- _MATERIAL FOR THE TASK_
====

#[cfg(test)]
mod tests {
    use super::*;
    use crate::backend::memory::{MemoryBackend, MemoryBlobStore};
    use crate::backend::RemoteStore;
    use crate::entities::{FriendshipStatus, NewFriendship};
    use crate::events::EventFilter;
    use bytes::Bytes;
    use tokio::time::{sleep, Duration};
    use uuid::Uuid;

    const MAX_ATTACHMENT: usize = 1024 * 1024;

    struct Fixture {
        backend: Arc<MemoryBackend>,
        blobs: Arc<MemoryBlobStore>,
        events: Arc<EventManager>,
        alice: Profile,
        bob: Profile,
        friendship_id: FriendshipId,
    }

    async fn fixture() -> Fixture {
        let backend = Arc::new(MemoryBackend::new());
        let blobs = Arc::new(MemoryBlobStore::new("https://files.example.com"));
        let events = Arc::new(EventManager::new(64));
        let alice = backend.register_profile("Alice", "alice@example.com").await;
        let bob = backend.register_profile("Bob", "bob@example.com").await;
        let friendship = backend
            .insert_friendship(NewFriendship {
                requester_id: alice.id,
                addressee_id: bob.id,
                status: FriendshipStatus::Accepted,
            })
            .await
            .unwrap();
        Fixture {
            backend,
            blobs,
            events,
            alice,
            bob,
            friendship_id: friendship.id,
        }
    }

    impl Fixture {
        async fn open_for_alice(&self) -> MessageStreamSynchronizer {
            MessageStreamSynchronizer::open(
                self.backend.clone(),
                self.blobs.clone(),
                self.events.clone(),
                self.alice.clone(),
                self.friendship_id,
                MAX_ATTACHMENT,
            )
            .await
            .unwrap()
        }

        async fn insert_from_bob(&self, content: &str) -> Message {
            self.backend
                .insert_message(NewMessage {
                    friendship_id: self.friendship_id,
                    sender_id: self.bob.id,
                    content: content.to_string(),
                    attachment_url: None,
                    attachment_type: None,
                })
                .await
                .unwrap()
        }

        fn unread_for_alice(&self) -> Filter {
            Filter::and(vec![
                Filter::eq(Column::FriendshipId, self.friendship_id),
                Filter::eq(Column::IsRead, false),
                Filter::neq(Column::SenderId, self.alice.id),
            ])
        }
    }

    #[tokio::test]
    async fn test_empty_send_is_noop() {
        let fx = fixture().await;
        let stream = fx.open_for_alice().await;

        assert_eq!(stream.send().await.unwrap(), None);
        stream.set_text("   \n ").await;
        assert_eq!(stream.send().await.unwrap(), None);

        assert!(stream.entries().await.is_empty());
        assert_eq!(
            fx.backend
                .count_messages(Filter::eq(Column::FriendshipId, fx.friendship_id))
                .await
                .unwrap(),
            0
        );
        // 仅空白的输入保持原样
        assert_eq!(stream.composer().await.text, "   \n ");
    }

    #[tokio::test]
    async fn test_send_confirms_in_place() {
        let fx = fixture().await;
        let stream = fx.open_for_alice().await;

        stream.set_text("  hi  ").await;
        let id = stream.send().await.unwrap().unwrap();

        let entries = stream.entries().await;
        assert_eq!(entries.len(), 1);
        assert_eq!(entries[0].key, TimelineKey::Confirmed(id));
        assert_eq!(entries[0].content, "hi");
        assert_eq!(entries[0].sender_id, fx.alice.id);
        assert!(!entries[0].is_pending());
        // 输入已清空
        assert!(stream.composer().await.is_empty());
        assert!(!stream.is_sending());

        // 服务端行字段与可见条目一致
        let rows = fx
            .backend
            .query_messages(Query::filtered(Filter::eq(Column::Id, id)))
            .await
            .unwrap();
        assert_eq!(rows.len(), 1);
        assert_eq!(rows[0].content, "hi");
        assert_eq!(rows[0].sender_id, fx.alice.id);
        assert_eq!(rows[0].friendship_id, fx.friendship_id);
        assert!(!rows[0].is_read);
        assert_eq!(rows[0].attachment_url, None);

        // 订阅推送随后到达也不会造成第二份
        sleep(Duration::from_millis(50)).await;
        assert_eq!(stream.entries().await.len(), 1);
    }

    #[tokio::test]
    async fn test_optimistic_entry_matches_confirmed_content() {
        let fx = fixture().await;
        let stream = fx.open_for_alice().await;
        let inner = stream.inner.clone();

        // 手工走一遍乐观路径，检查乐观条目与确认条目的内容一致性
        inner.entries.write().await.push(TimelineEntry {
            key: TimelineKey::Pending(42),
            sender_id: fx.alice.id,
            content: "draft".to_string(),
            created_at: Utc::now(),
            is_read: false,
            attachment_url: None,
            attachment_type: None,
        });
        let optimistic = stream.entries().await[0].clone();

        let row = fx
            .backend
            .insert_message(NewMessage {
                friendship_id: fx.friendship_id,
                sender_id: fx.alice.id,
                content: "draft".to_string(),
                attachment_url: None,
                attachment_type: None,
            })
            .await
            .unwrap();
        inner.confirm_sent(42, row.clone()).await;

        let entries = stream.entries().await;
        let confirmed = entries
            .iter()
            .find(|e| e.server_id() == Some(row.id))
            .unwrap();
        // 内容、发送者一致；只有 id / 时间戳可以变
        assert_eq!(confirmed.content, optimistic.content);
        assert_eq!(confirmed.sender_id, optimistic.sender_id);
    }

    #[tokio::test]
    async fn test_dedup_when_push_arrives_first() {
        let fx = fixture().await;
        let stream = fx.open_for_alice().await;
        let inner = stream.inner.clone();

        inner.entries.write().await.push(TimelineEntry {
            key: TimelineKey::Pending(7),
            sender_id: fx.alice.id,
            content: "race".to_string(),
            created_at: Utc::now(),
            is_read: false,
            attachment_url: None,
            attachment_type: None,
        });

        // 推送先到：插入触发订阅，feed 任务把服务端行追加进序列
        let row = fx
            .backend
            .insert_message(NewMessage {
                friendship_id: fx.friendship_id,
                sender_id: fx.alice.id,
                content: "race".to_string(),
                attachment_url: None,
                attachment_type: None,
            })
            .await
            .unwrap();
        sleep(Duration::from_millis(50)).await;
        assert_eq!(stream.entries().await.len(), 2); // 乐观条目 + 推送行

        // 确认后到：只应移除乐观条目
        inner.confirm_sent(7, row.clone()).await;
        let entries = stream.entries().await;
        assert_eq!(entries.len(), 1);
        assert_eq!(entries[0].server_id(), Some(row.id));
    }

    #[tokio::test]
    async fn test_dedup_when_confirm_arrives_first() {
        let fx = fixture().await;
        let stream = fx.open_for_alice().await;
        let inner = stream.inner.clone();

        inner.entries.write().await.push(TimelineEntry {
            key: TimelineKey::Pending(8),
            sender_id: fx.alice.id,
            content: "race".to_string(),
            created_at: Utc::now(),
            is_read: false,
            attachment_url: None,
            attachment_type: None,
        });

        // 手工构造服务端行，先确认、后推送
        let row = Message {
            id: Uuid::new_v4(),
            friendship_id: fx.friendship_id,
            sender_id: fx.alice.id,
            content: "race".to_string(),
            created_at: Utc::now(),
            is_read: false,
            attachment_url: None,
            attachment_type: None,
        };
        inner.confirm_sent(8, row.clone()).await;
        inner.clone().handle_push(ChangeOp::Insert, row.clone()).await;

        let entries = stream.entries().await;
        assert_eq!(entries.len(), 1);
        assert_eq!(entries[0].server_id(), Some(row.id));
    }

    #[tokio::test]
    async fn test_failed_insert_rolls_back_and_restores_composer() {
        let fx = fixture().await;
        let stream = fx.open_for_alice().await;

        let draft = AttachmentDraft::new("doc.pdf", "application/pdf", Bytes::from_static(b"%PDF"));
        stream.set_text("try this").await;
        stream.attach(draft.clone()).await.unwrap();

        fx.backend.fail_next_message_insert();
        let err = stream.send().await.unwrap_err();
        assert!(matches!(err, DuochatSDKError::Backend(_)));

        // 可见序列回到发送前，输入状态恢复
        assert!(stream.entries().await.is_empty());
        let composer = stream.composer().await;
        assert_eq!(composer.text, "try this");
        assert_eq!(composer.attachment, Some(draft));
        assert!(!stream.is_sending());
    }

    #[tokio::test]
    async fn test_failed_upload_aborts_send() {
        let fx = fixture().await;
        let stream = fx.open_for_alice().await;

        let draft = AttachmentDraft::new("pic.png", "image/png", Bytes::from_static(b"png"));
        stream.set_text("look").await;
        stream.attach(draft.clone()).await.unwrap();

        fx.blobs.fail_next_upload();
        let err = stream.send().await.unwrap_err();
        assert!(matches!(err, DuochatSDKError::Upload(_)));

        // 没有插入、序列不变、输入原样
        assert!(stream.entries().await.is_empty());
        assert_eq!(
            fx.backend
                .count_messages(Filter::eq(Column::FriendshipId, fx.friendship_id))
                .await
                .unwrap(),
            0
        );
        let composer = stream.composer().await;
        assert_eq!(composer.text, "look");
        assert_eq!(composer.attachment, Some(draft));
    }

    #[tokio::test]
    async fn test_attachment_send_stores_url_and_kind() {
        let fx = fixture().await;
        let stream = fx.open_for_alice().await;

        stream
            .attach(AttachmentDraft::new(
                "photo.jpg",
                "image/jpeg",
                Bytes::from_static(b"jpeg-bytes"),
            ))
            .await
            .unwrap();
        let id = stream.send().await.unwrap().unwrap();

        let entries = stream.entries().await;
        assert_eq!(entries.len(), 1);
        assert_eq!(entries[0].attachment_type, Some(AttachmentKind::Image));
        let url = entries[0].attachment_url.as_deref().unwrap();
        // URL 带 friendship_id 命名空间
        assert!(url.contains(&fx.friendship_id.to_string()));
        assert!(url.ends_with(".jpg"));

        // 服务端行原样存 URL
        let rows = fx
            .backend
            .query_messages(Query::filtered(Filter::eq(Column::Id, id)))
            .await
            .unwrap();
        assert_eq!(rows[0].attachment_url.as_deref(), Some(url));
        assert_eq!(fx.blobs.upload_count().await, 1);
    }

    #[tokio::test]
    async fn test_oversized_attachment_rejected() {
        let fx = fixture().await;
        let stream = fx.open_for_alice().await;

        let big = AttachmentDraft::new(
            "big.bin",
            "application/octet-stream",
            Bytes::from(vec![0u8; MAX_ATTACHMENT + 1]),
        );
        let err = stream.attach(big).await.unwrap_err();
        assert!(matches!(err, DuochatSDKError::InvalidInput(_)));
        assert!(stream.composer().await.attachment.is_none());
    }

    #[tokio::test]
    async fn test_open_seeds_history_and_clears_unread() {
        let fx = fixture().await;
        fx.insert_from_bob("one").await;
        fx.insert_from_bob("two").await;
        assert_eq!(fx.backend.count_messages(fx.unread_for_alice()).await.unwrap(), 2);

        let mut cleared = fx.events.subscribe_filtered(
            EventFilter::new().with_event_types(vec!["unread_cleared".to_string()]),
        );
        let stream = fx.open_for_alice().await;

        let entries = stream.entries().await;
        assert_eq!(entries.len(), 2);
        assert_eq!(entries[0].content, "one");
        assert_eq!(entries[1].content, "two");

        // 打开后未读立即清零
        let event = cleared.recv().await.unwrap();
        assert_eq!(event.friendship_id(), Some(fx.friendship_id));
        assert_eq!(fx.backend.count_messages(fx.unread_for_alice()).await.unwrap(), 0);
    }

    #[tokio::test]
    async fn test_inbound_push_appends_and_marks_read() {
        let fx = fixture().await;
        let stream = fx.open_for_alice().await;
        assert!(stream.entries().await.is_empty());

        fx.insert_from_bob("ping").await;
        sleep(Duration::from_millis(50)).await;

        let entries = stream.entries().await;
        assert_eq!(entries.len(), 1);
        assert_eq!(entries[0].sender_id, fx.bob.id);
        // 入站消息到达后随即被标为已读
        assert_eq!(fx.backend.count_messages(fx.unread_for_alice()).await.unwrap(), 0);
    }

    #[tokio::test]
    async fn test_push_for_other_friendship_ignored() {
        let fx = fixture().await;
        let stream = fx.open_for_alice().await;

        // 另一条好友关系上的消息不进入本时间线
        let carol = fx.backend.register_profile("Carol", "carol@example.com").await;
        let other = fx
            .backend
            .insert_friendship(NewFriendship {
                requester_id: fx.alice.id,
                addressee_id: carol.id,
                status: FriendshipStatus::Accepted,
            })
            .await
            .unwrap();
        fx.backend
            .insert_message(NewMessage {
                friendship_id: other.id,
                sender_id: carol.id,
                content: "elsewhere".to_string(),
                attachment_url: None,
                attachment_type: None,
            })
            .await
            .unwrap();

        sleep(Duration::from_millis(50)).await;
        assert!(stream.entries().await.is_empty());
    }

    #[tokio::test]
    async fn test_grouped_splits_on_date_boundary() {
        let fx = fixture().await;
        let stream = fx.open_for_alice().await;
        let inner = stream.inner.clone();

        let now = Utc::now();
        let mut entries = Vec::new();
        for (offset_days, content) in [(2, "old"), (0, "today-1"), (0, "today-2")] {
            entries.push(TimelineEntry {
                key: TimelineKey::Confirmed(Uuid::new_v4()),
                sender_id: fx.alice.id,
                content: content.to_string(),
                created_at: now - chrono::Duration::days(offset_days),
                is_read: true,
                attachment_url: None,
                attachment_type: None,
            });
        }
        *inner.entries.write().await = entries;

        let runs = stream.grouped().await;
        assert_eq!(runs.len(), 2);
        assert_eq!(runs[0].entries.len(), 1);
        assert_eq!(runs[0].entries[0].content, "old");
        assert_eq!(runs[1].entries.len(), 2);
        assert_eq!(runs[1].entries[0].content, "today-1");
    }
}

====

- _EXERCISE DETAILS_
Wherever "rows" turns up in the records, copy the whole line.

- _RESPONSE_
        let rows = fx
        assert_eq!(rows.len(), 1);
        assert_eq!(rows[0].content, "hi");
        assert_eq!(rows[0].sender_id, fx.alice.id);
        assert_eq!(rows[0].friendship_id, fx.friendship_id);
        assert!(!rows[0].is_read);
        assert_eq!(rows[0].attachment_url, None);
        let rows = fx
        assert_eq!(rows[0].attachment_url.as_deref(), Some(url));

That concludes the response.